[Dataset entries]
########

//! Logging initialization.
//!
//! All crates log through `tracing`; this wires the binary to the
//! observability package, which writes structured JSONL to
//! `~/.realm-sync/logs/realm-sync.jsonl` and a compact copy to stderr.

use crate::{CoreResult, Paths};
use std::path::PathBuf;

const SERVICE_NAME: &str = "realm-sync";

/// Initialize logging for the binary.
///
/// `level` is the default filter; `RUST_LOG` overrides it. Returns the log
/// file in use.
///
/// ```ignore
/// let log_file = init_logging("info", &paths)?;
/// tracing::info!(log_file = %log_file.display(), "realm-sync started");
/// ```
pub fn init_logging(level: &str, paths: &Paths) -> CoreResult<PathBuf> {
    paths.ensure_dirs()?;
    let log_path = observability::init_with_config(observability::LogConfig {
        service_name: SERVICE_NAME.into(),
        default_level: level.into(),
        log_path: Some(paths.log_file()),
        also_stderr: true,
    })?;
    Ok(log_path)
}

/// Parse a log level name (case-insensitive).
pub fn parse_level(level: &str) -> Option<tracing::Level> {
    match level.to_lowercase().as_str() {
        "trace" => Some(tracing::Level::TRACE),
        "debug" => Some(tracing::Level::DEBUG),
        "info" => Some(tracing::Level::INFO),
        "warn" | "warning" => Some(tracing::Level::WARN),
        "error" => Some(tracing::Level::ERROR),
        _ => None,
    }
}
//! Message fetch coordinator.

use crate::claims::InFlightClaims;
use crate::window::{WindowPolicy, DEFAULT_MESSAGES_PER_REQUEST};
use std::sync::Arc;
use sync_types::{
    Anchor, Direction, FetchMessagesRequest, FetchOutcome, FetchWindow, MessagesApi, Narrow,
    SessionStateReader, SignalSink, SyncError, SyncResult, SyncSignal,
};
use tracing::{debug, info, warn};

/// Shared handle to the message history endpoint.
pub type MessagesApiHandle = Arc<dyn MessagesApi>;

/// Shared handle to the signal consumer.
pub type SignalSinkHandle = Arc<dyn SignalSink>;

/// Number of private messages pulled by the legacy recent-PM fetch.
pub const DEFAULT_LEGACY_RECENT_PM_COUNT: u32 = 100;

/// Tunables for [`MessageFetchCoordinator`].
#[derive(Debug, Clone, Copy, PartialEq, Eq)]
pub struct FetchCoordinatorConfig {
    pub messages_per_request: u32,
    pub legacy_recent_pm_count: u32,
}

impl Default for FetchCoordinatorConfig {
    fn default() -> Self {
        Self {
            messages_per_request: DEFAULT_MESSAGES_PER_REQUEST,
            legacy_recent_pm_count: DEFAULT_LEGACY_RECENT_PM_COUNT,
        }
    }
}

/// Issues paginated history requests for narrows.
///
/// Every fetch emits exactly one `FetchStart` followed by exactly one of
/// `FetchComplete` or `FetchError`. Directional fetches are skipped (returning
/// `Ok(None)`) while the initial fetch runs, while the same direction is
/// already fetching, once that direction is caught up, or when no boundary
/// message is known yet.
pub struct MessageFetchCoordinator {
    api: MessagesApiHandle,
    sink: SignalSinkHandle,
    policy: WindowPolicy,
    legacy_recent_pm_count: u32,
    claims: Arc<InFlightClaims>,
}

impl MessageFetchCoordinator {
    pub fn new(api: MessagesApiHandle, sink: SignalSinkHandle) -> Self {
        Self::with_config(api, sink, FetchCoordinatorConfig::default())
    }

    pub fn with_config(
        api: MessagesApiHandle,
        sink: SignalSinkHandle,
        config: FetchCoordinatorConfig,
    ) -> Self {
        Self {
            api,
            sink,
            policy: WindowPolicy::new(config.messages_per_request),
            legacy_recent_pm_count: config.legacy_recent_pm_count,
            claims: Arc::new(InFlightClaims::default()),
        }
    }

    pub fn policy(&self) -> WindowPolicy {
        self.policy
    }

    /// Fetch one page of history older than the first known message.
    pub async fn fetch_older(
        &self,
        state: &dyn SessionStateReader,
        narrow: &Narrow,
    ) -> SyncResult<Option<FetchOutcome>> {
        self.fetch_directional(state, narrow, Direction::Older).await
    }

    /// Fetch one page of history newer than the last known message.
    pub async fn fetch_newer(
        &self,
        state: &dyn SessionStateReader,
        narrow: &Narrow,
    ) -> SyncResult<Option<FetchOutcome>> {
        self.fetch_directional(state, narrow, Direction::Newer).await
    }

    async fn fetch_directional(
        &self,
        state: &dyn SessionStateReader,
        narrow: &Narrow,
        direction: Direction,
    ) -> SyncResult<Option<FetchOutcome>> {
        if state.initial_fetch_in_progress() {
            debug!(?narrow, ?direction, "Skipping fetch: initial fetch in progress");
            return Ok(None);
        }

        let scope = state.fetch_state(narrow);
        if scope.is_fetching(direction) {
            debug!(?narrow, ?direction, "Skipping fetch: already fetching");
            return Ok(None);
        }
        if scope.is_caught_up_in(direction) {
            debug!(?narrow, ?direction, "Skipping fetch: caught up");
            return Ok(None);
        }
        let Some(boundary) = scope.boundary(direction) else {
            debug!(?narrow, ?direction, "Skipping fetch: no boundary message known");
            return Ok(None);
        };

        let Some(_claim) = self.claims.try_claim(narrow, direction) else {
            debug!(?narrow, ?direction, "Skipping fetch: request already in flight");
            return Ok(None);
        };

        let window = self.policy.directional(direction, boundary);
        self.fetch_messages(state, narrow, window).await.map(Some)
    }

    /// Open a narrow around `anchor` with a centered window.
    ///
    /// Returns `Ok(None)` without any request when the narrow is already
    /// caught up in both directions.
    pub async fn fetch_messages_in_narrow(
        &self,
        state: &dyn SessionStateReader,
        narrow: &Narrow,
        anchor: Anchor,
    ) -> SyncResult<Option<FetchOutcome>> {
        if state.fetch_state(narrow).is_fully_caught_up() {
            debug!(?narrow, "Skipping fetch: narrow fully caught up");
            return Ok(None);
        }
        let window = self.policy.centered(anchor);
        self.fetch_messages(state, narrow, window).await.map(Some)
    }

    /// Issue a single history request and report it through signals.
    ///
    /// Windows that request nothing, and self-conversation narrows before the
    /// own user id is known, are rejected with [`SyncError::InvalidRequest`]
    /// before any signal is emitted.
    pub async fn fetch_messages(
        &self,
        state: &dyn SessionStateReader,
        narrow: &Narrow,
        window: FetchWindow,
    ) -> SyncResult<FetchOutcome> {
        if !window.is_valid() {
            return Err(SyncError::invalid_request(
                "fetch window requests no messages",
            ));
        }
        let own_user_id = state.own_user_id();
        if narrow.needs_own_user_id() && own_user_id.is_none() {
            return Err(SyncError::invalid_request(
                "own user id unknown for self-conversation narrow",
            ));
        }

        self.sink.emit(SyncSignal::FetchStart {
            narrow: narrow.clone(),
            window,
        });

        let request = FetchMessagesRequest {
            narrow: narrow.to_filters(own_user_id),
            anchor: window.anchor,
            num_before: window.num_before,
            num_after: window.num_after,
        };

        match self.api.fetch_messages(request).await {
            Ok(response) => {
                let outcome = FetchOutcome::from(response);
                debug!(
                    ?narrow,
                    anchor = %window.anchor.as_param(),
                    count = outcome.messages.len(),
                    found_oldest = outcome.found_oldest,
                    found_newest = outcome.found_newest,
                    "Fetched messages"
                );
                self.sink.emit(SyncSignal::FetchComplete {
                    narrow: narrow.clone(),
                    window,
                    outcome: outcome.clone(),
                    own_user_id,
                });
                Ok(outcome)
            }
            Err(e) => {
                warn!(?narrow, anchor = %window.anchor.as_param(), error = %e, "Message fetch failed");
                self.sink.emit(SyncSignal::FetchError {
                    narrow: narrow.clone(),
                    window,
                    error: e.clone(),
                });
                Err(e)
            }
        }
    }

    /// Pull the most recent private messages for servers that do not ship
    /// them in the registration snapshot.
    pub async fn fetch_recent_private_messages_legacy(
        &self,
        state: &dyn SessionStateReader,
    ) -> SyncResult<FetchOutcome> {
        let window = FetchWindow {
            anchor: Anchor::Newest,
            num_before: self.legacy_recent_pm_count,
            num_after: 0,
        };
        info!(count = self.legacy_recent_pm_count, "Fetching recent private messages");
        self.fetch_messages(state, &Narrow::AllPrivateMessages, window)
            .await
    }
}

########

# What is being asked:
Output the first line of the entries above and every line after it, exactly as written, ending with the line that contains "#[derive(Debug, Clone, Copy, PartialEq, Eq)]".

# Reply to the exercise:
//! Logging initialization.
//!
//! All crates log through `tracing`; this wires the binary to the
//! observability package, which writes structured JSONL to
//! `~/.realm-sync/logs/realm-sync.jsonl` and a compact copy to stderr.

use crate::{CoreResult, Paths};
use std::path::PathBuf;

const SERVICE_NAME: &str = "realm-sync";

/// Initialize logging for the binary.
///
/// `level` is the default filter; `RUST_LOG` overrides it. Returns the log
/// file in use.
///
/// ```ignore
/// let log_file = init_logging("info", &paths)?;
/// tracing::info!(log_file = %log_file.display(), "realm-sync started");
/// ```
pub fn init_logging(level: &str, paths: &Paths) -> CoreResult<PathBuf> {
    paths.ensure_dirs()?;
    let log_path = observability::init_with_config(observability::LogConfig {
        service_name: SERVICE_NAME.into(),
        default_level: level.into(),
        log_path: Some(paths.log_file()),
        also_stderr: true,
    })?;
    Ok(log_path)
}

/// Parse a log level name (case-insensitive).
pub fn parse_level(level: &str) -> Option<tracing::Level> {
    match level.to_lowercase().as_str() {
        "trace" => Some(tracing::Level::TRACE),
        "debug" => Some(tracing::Level::DEBUG),
        "info" => Some(tracing::Level::INFO),
        "warn" | "warning" => Some(tracing::Level::WARN),
        "error" => Some(tracing::Level::ERROR),
        _ => None,
    }
}
//! Message fetch coordinator.

use crate::claims::InFlightClaims;
use crate::window::{WindowPolicy, DEFAULT_MESSAGES_PER_REQUEST};
use std::sync::Arc;
use sync_types::{
    Anchor, Direction, FetchMessagesRequest, FetchOutcome, FetchWindow, MessagesApi, Narrow,
    SessionStateReader, SignalSink, SyncError, SyncResult, SyncSignal,
};
use tracing::{debug, info, warn};

/// Shared handle to the message history endpoint.
pub type MessagesApiHandle = Arc<dyn MessagesApi>;

/// Shared handle to the signal consumer.
pub type SignalSinkHandle = Arc<dyn SignalSink>;

/// Number of private messages pulled by the legacy recent-PM fetch.
pub const DEFAULT_LEGACY_RECENT_PM_COUNT: u32 = 100;

/// Tunables for [`MessageFetchCoordinator`].
#[derive(Debug, Clone, Copy, PartialEq, Eq)]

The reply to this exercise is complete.